%%
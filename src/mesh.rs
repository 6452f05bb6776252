//! The half-edge mesh itself: the `Triangulation` context and the
//! operations every pipeline stage shares (triangle/half-edge bookkeeping,
//! bulk removal with index remapping). Grounded in the teacher's
//! `triangulation.rs`, generalized from a pure-Delaunay result struct into
//! the full mutable mesh context that all four pipeline stages share.

use crate::elem::{HalfEdge, Triangle};
use crate::geom::{Circle, GeomKernel};
use crate::iter::{HalfEdgeIter, TriangleIter};
use crate::point::Point;
use crate::status::Status;
use crate::util::{next_halfedge, prev_halfedge, OptionIndex};

/// The mutable half-edge mesh, alongside pipeline status. Every array is
/// indexed by half-edge id `h = 3*t + s` except `positions` (vertex ids)
/// and `circles` (triangle ids). See invariants I1-I7.
#[cfg_attr(feature = "serde", derive(serde::Serialize, serde::Deserialize))]
pub struct Triangulation<T: GeomKernel> {
    pub positions: Vec<Point<T>>,
    pub triangles: Vec<usize>,
    pub halfedges: Vec<OptionIndex>,
    pub constrained_halfedges: Vec<bool>,
    pub ignored_halfedges_for_planting: Vec<bool>,
    pub circles: Vec<Circle<T>>,
    /// The convex hull, counter-clockwise, as produced by the
    /// DelaunayBuilder. Stale after SeedPlanter/Refiner run; kept only for
    /// diagnostics, not relied on by later stages.
    pub hull: Vec<usize>,
    /// Vertex ids below this are input vertices; at or above are Steiner
    /// vertices introduced by the Refiner.
    pub initial_points_count: usize,
    /// Skipped by (de)serialization: pipeline status is a run-time outcome,
    /// not part of the mesh's persisted state. Reconstructed as `empty()`.
    #[cfg_attr(feature = "serde", serde(skip))]
    pub status: Status,
}

impl<T: GeomKernel> Triangulation<T> {
    pub(crate) fn alloc(positions: Vec<Point<T>>) -> Self {
        let n = positions.len();
        let max_triangles = if n >= 3 { 2 * n - 5 } else { 0 };
        Triangulation {
            initial_points_count: n,
            positions,
            triangles: Vec::with_capacity(max_triangles * 3),
            halfedges: Vec::with_capacity(max_triangles * 3),
            constrained_halfedges: Vec::with_capacity(max_triangles * 3),
            ignored_halfedges_for_planting: Vec::with_capacity(max_triangles * 3),
            circles: Vec::with_capacity(max_triangles),
            hull: Vec::new(),
            status: Status::empty(),
        }
    }

    /// The number of triangles currently in the mesh.
    pub fn len(&self) -> usize {
        self.triangles.len() / 3
    }

    pub fn is_empty(&self) -> bool {
        self.triangles.is_empty()
    }

    pub fn triangles_iter(&self) -> TriangleIter<'_, T> {
        TriangleIter {
            triangulation: self,
            index: 0,
            end: self.triangles.len(),
        }
    }

    pub fn half_edges(&self) -> HalfEdgeIter<'_, T> {
        HalfEdgeIter {
            triangulation: self,
            index: 0,
            end: self.halfedges.len(),
        }
    }

    pub fn get_triangle(&self, id: usize) -> Option<Triangle<'_, T>> {
        let index = 3 * id;
        if index < self.triangles.len() {
            Some(Triangle {
                triangulation: self,
                index,
            })
        } else {
            None
        }
    }

    pub fn get_half_edge(&self, id: usize) -> Option<HalfEdge<'_, T>> {
        if id < self.halfedges.len() {
            Some(HalfEdge {
                triangulation: self,
                index: id,
            })
        } else {
            None
        }
    }

    #[inline]
    pub fn next_halfedge(h: usize) -> usize {
        next_halfedge(h)
    }

    #[inline]
    pub fn prev_halfedge(h: usize) -> usize {
        prev_halfedge(h)
    }

    /// The `(tail, head)` vertex pair represented by half-edge `h`.
    pub(crate) fn edge_endpoints(&self, h: usize) -> (usize, usize) {
        (self.triangles[h], self.triangles[next_halfedge(h)])
    }

    /// The three vertex positions of triangle `t`.
    pub fn triangle_points(&self, t: usize) -> (Point<T>, Point<T>, Point<T>) {
        let h = 3 * t;
        (
            self.positions[self.triangles[h]],
            self.positions[self.triangles[h + 1]],
            self.positions[self.triangles[h + 2]],
        )
    }

    pub(crate) fn update_circle(&mut self, t: usize) {
        let (a, b, c) = self.triangle_points(t);
        self.circles[t] = Circle::of_triangle(a, b, c);
    }

    /// Appends a new triangle `(i0, i1, i2)` with opposite half-edges
    /// `a, b, c` (in `None`/`Some` form), linking back symmetrically, and
    /// computes its circumcircle. Returns the new triangle's first
    /// half-edge id (`3*t`).
    pub(crate) fn add_triangle(
        &mut self,
        i0: usize,
        i1: usize,
        i2: usize,
        a: OptionIndex,
        b: OptionIndex,
        c: OptionIndex,
    ) -> usize {
        let t = self.triangles.len();

        self.triangles.push(i0);
        self.triangles.push(i1);
        self.triangles.push(i2);

        self.halfedges.push(a);
        self.halfedges.push(b);
        self.halfedges.push(c);

        self.constrained_halfedges.push(false);
        self.constrained_halfedges.push(false);
        self.constrained_halfedges.push(false);

        self.ignored_halfedges_for_planting.push(false);
        self.ignored_halfedges_for_planting.push(false);
        self.ignored_halfedges_for_planting.push(false);

        if let Some(a) = a.get() {
            self.halfedges[a] = t.into();
        }
        if let Some(b) = b.get() {
            self.halfedges[b] = (t + 1).into();
        }
        if let Some(c) = c.get() {
            self.halfedges[c] = (t + 2).into();
        }

        self.circles.push(Circle {
            center: Point::new(T::zero(), T::zero()),
            radius_sq: T::zero(),
        });
        self.update_circle(t / 3);

        t
    }

    /// Sets `halfedges[h] = g` and, if `g` is a real half-edge, the
    /// reciprocal `halfedges[g] = h`.
    pub(crate) fn link(&mut self, h: usize, g: OptionIndex) {
        self.halfedges[h] = g;
        if let Some(g) = g.get() {
            self.halfedges[g] = h.into();
        }
    }

    /// A half-edge with tail vertex `v`, for every vertex that has one;
    /// built by a single scan of `triangles` (§4.4 step 1).
    pub fn build_vertex_to_halfedge(&self) -> Vec<OptionIndex> {
        let mut map = vec![OptionIndex::none(); self.positions.len()];
        for h in 0..self.triangles.len() {
            map[self.triangles[h]] = h.into();
        }
        map
    }

    /// Removes every triangle `t` for which `removed[t]` is `true`,
    /// compacting the flat arrays with the prefix-sum-over-triangles rule
    /// (§9, "Index invalidation during removal"). Boundary half-edges of
    /// surviving triangles whose twin was removed become `-1` (§4.5).
    ///
    /// Returns, for each *old* half-edge id, the corresponding *new*
    /// half-edge id (or `None` if its triangle was removed), so callers
    /// can patch their own work queues and vertex-to-halfedge maps.
    pub(crate) fn remove_triangles(&mut self, removed: &[bool]) -> Vec<OptionIndex> {
        let n_triangles = self.len();
        debug_assert_eq!(removed.len(), n_triangles);

        let mut new_triangle_id = vec![0usize; n_triangles];
        let mut next = 0usize;
        for (t, &is_removed) in removed.iter().enumerate() {
            if !is_removed {
                new_triangle_id[t] = next;
                next += 1;
            }
        }

        let remap_h = |h: usize| -> OptionIndex {
            let t = h / 3;
            if removed[t] {
                OptionIndex::none()
            } else {
                OptionIndex::some(new_triangle_id[t] * 3 + h % 3)
            }
        };

        let mut triangles = Vec::with_capacity(next * 3);
        let mut halfedges = Vec::with_capacity(next * 3);
        let mut constrained = Vec::with_capacity(next * 3);
        let mut ignored = Vec::with_capacity(next * 3);
        let mut circles = Vec::with_capacity(next);

        for (t, &is_removed) in removed.iter().enumerate() {
            if is_removed {
                continue;
            }
            for s in 0..3 {
                let h = t * 3 + s;
                triangles.push(self.triangles[h]);
                let new_opp = match self.halfedges[h].get() {
                    Some(g) => remap_h(g),
                    None => OptionIndex::none(),
                };
                halfedges.push(new_opp);
                constrained.push(self.constrained_halfedges[h]);
                ignored.push(self.ignored_halfedges_for_planting[h]);
            }
            circles.push(self.circles[t]);
        }

        self.triangles = triangles;
        self.halfedges = halfedges;
        self.constrained_halfedges = constrained;
        self.ignored_halfedges_for_planting = ignored;
        self.circles = circles;

        (0..n_triangles * 3).map(remap_h).collect()
    }

    /// Removes vertices with id `>= initial_points_count` that no surviving
    /// triangle references, renumbering all remaining vertex references by
    /// prefix sum (§4.5's final compaction step). Only ever shrinks Steiner
    /// vertices; input vertices are never removed.
    pub(crate) fn compact_orphan_steiner_vertices(&mut self) {
        let n = self.positions.len();
        let mut referenced = vec![false; n];
        for &v in &self.triangles {
            referenced[v] = true;
        }
        for v in 0..self.initial_points_count {
            referenced[v] = true;
        }

        let mut new_id = vec![0usize; n];
        let mut next = 0usize;
        let mut kept_positions = Vec::with_capacity(n);
        for v in 0..n {
            if referenced[v] {
                new_id[v] = next;
                kept_positions.push(self.positions[v]);
                next += 1;
            }
        }

        if next == n {
            return;
        }

        for v in &mut self.triangles {
            *v = new_id[*v];
        }
        self.positions = kept_positions;
    }
}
%%
→ What needs to be done:
Filter the entries above and keep only the lines with the word "feature".

→ Answer to this problem:
#[cfg_attr(feature = "serde", derive(serde::Serialize, serde::Deserialize))]
    #[cfg_attr(feature = "serde", serde(skip))]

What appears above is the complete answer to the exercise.